### Provided records
= Beginning of Section =

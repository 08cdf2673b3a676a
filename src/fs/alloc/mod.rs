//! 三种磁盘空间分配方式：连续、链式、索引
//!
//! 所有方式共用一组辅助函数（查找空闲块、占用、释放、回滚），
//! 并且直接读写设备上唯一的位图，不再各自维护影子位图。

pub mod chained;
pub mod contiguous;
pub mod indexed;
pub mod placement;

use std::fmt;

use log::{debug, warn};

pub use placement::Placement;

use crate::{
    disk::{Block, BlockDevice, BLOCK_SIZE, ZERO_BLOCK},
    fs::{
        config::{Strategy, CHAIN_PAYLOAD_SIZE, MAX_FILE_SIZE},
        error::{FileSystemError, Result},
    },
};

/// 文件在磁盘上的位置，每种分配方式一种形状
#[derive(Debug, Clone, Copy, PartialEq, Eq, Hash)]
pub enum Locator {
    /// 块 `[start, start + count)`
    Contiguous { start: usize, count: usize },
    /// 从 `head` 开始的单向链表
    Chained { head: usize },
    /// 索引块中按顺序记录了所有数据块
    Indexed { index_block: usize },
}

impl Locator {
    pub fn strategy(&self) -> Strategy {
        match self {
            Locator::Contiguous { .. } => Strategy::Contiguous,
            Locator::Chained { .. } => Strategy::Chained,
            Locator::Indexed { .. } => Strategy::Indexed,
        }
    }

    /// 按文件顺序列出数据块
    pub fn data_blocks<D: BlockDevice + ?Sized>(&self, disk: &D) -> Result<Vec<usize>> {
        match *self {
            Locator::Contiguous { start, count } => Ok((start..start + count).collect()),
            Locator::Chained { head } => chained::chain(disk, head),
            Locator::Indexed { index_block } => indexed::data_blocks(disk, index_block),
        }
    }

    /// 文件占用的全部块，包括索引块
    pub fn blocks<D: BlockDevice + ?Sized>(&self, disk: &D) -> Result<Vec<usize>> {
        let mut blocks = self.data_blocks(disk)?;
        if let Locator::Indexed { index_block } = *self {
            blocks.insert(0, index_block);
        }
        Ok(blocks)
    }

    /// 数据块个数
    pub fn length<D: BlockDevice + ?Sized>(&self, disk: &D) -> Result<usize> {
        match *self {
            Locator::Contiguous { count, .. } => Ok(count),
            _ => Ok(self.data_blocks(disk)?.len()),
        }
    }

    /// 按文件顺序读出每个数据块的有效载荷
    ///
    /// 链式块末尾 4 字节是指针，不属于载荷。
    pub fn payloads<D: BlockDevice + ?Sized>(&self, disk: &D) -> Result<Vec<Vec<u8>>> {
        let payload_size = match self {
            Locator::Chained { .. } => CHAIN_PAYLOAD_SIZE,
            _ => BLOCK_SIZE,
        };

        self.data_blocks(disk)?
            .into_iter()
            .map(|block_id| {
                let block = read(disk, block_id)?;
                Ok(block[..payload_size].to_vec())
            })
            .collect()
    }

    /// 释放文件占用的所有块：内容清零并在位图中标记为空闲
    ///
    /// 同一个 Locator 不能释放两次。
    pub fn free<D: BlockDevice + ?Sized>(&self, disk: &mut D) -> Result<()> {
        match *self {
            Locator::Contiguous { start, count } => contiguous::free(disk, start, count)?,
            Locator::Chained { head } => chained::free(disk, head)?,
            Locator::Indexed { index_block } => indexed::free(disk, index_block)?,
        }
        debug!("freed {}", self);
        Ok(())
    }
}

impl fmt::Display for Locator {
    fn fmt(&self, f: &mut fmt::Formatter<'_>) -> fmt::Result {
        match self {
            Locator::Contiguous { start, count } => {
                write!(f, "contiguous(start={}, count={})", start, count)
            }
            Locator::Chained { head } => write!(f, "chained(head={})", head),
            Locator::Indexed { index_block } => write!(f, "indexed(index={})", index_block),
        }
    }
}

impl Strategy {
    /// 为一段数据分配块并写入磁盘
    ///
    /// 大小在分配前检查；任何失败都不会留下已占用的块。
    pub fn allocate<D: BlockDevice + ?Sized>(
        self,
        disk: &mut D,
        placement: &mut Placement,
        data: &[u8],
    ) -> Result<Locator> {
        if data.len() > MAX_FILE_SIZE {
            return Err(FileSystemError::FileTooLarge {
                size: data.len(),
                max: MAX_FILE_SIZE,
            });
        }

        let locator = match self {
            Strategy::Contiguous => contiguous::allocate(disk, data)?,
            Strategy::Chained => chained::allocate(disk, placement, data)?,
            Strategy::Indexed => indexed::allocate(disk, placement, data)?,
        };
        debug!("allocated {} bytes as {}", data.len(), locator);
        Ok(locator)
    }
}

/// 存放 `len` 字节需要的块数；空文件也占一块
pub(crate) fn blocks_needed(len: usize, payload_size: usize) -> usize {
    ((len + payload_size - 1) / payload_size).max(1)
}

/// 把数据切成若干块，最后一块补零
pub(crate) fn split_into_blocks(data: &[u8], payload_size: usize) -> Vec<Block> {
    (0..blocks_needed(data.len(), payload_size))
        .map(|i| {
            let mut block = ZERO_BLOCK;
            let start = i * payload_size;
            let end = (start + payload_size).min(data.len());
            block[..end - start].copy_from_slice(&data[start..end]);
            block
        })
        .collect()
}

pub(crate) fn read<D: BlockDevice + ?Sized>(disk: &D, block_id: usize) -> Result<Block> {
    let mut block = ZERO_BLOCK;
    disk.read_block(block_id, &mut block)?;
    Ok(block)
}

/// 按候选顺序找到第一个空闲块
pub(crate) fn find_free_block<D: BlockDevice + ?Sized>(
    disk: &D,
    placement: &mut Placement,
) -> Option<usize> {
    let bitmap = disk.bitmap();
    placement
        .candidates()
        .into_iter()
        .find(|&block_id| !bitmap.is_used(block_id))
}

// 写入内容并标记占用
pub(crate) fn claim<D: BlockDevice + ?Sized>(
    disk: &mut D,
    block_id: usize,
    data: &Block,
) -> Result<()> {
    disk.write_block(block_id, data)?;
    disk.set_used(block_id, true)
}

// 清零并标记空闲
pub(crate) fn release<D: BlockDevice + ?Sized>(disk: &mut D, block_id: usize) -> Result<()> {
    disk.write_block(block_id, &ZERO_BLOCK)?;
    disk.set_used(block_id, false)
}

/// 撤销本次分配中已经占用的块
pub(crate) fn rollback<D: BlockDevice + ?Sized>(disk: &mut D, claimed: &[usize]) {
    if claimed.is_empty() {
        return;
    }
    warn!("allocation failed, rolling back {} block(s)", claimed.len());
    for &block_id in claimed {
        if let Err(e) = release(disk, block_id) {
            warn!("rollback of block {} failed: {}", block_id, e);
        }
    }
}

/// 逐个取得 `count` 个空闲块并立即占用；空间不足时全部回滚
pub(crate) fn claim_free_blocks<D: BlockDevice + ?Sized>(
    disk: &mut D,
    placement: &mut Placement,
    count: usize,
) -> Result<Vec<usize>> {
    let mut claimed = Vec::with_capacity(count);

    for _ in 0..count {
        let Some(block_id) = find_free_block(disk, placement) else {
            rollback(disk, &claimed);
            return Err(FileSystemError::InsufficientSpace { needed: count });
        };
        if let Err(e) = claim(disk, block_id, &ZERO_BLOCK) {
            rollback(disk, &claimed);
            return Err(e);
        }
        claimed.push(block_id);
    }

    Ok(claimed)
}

= End of Section =
= Beginning of Section =

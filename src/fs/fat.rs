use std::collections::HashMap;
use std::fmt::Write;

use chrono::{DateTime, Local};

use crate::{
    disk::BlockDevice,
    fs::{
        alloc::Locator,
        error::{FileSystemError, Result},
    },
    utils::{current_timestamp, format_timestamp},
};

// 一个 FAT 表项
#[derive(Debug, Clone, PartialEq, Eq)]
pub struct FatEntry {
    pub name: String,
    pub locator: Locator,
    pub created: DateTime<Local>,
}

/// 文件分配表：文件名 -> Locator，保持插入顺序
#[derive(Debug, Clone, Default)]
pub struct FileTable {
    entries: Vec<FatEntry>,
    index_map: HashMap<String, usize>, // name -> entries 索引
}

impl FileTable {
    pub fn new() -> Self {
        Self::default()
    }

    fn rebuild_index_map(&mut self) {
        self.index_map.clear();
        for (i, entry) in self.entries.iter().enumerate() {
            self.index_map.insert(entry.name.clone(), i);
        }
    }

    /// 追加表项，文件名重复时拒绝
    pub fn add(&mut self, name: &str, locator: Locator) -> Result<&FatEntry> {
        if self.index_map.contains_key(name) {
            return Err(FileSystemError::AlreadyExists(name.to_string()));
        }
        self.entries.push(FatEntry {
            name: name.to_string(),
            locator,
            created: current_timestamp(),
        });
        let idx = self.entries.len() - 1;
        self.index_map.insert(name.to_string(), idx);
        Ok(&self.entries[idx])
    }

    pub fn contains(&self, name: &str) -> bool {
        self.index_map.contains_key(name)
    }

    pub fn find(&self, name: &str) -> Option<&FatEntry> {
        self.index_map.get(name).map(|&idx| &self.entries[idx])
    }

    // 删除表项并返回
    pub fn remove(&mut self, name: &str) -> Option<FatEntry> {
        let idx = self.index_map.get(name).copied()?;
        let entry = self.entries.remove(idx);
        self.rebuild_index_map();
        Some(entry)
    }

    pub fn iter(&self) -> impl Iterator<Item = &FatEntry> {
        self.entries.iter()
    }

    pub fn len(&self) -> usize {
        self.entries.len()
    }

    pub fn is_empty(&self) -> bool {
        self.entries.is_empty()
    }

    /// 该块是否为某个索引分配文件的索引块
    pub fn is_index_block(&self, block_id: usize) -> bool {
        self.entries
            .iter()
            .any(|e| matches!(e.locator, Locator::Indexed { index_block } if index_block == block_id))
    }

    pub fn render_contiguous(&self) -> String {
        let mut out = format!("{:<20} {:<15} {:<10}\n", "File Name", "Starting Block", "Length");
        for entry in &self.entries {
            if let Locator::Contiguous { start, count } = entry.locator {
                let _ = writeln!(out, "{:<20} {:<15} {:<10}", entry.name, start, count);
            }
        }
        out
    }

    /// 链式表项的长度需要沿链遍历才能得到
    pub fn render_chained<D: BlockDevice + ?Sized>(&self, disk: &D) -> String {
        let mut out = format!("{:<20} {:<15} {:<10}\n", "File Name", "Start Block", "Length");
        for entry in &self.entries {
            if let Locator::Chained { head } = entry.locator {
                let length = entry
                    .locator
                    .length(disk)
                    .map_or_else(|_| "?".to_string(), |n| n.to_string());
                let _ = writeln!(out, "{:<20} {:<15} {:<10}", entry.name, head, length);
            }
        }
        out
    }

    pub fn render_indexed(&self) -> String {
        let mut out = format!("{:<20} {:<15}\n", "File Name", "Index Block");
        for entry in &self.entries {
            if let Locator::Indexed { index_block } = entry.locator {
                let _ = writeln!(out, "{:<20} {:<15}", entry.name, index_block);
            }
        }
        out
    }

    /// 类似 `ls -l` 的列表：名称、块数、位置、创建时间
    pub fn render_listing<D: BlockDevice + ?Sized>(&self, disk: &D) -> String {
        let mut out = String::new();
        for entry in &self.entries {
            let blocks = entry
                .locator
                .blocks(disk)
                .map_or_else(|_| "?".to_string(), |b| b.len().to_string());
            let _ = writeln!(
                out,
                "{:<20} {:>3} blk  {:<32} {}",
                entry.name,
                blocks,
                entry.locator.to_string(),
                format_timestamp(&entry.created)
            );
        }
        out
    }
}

= End of Section =

### What this task involves
Lines that contain the string "bool" should be copied from the material above.

### Written answer
    pub fn contains(&self, name: &str) -> bool {
    pub fn is_empty(&self) -> bool {
    pub fn is_index_block(&self, block_id: usize) -> bool {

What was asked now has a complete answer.